The double-decker TGV usually transports hundreds of passengers. This one will have fewer than 100 people on board, with about 50 logistical staff and medical personnel from hospitals in Nantes, Angers and Paris accompanying the 20 patients.

The rail operator, SNCF, had put in place the possibility of medicalising trains, notably to transport people injured by terrorist attacks from one part of he country to another. Now the theory is being put into practice.

Train cars transformed

Early Thursday morning ambulances were seen approaching the platform in the Strasbourg station where the train was parked Wednesday night.

Patients will be distributed in five cars, four in each one, on stretchers laid out over seats that will not be removed.

Each car will have a doctor, an intern, an anesthesiologist and three nurses. Patients will be on the bottom levels, with the top levels used by medical personnel to get around and move material.
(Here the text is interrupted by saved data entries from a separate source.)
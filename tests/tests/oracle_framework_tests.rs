
use common::setup::*;
use ledger_engine::{Classify, ErrorKind, IlkId, Ray, Vat, Wad};
use oracle_framework::{OracleError, PriceFeed, SettableFeed, Spotter, SpotterError, TwapFeed};
use std::sync::Arc;

#[test]
fn test_settable_feed_updates() {
    init_logger();
    let feed = SettableFeed::new(oracle(), deployer());
    assert_eq!(feed.peek(), None);

    feed.update_price(oracle(), wad(150), T0).expect("update");
    assert_eq!(feed.peek(), Some(wad(150)));
    assert_eq!(feed.last_update(), T0);

    let err = feed.update_price(alice(), wad(1), T0).expect_err("alice is not the authority");
    assert_eq!(err, OracleError::Unauthorized);
    assert_eq!(err.kind(), ErrorKind::Authorization);

    let err = feed.update_price(oracle(), Wad::zero(), T0).expect_err("zero price");
    assert_eq!(err, OracleError::InvalidPrice);

    let updates = feed.take_updates();
    assert_eq!(updates.len(), 1);
    assert_eq!(updates[0].price, wad(150));
    assert!(feed.take_updates().is_empty());
}

#[test]
fn test_pause_blocks_updates_but_keeps_price() {
    init_logger();
    let feed = SettableFeed::new(oracle(), deployer());
    feed.update_price(oracle(), wad(10), T0).expect("update");

    let err = feed.pause(oracle()).expect_err("only the admin pauses");
    assert_eq!(err, OracleError::Unauthorized);
    feed.pause(deployer()).expect("pause");
    assert!(feed.is_paused());
    assert_eq!(feed.pause(deployer()), Err(OracleError::AlreadyPaused));

    let err = feed.update_price(oracle(), wad(11), T0 + 1).expect_err("paused");
    assert_eq!(err.kind(), ErrorKind::Lifecycle);
    assert_eq!(feed.peek(), Some(wad(10)));

    feed.unpause(deployer()).expect("unpause");
    assert_eq!(feed.unpause(deployer()), Err(OracleError::NotPaused));
    feed.update_price(oracle(), wad(11), T0 + 2).expect("update");
    assert_eq!(feed.peek(), Some(wad(11)));
}

#[test]
fn test_twap_weights_by_elapsed_time() {
    init_logger();
    let source = Arc::new(SettableFeed::with_price(oracle(), wad(100)));
    let twap = TwapFeed::new(source.clone(), 3600);
    assert_eq!(twap.peek(), None);

    assert_eq!(twap.update(T0).expect("first"), wad(100));
    source.update_price(oracle(), wad(200), T0).expect("update");
    assert_eq!(twap.update(T0).expect("same second"), wad(100));
    assert_eq!(twap.update(T0 + 3600).expect("one window"), wad(150));
    assert_eq!(twap.peek(), Some(wad(150)));

    source.void(oracle()).expect("void");
    assert_eq!(twap.update(T0 + 7200), Err(OracleError::InvalidPrice));
    assert_eq!(twap.peek(), Some(wad(150)));
}

#[test]
fn test_poke_applies_par_and_mat() {
    init_logger();
    let ilk = test_ilk();
    let mut vat = Vat::new(addr(0x100), deployer());
    vat.init(deployer(), ilk).expect("init");
    let mut spotter = Spotter::new(addr(0x101), deployer(), vat.address());
    vat.rely(deployer(), spotter.address()).expect("rely");

    let feed = Arc::new(SettableFeed::with_price(oracle(), wad(150)));
    spotter.file_pip(deployer(), ilk, "pip", feed.clone()).expect("pip");
    spotter.file_ilk(deployer(), ilk, "mat", ray("1.5").raw()).expect("mat");
    assert_eq!(spotter.par(), Ray::one());

    assert_eq!(spotter.poke(&mut vat, ilk).expect("poke"), ray("100"));
    assert_eq!(vat.ilk(&ilk).spot, ray("100"));

    spotter.file(deployer(), "par", ray("1.25").raw()).expect("par");
    assert_eq!(spotter.poke(&mut vat, ilk).expect("poke"), ray("80"));
    assert_eq!(vat.ilk(&ilk).spot, ray("80"));

    // A feed without a value zeroes the spot.
    feed.void(oracle()).expect("void");
    assert_eq!(spotter.poke(&mut vat, ilk).expect("poke"), Ray::zero());

    let events = spotter.take_events();
    assert_eq!(events.len(), 3);
    assert_eq!(events[0].val, Some(wad(150)));
    assert_eq!(events[2].val, None);
}

#[test]
fn test_poke_with_zero_mat_is_arithmetic_error() {
    init_logger();
    let ilk = test_ilk();
    let mut vat = Vat::new(addr(0x100), deployer());
    vat.init(deployer(), ilk).expect("init");
    let mut spotter = Spotter::new(addr(0x101), deployer(), vat.address());
    vat.rely(deployer(), spotter.address()).expect("rely");
    spotter
        .file_pip(deployer(), ilk, "pip", Arc::new(SettableFeed::with_price(oracle(), wad(1))))
        .expect("pip");

    let err = spotter.poke(&mut vat, ilk).expect_err("mat unset");
    assert_eq!(err.kind(), ErrorKind::Arithmetic);
    assert_eq!(vat.ilk(&ilk).spot, Ray::zero());
}

#[test]
fn test_spotter_configuration_errors() {
    init_logger();
    let ilk = test_ilk();
    let mut vat = Vat::new(addr(0x100), deployer());
    let mut spotter = Spotter::new(addr(0x101), deployer(), vat.address());

    let err = spotter.poke(&mut vat, ilk).expect_err("no pip");
    assert_eq!(err, SpotterError::NoPriceFeed);
    assert_eq!(err.kind(), ErrorKind::Config);

    let err = spotter
        .file(deployer(), "mat", ray("1").raw())
        .expect_err("mat is per ilk");
    assert_eq!(err, SpotterError::UnrecognizedParam);
    assert_eq!(err.to_string(), "Spotter/file-unrecognized-param");

    let err = spotter
        .file_ilk(alice(), ilk, "mat", ray("1").raw())
        .expect_err("not a ward");
    assert_eq!(err, SpotterError::NotAuthorized);

    let other = IlkId::new("OTHER").expect("ilk");
    spotter
        .file_pip(deployer(), other, "pip", Arc::new(SettableFeed::with_price(oracle(), wad(1))))
        .expect("pip");
    let mut stranger = Vat::new(addr(0x999), deployer());
    let err = spotter.poke(&mut stranger, other).expect_err("wrong vat");
    assert_eq!(err, SpotterError::MiswiredVat);

    // Poking needs the Spotter to be a ward of the Vat.
    spotter.file_ilk(deployer(), other, "mat", ray("1").raw()).expect("mat");
    vat.init(deployer(), other).expect("init");
    let err = spotter.poke(&mut vat, other).expect_err("not relied");
    assert_eq!(err.kind(), ErrorKind::Authorization);

    spotter.cage(deployer()).expect("cage");
    assert!(!spotter.live());
    let err = spotter.file(deployer(), "par", ray("1").raw()).expect_err("caged");
    assert_eq!(err, SpotterError::NotLive);
}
The rail operator, SNCF, has decided to double the train, to ten cars. An empty five-car train at the front will absorb any shocks, like collisions with animals on the tracks.

Spreading out patients

Using a train to transport patients like this is a first for Europe, according to France’s Health minister Olivier Véran. It could be repeated, as hospitals in the east of France are overwhelmed with coronavirus cases, are reaching critical capacity.

For the last eight days, patients have already been distributed away from overwhelmed hospitals. Military planes evacuated 18 patients from a Mulhouse hospital to Marseille, Bordeaux, Quimper and Brest.

Helicopters have brought some patients to neighbouring countries, like Germany. On Sunday a helicopter carrier with a hospital on board brought patients from Ajaccio, in Corsica, to Marseille.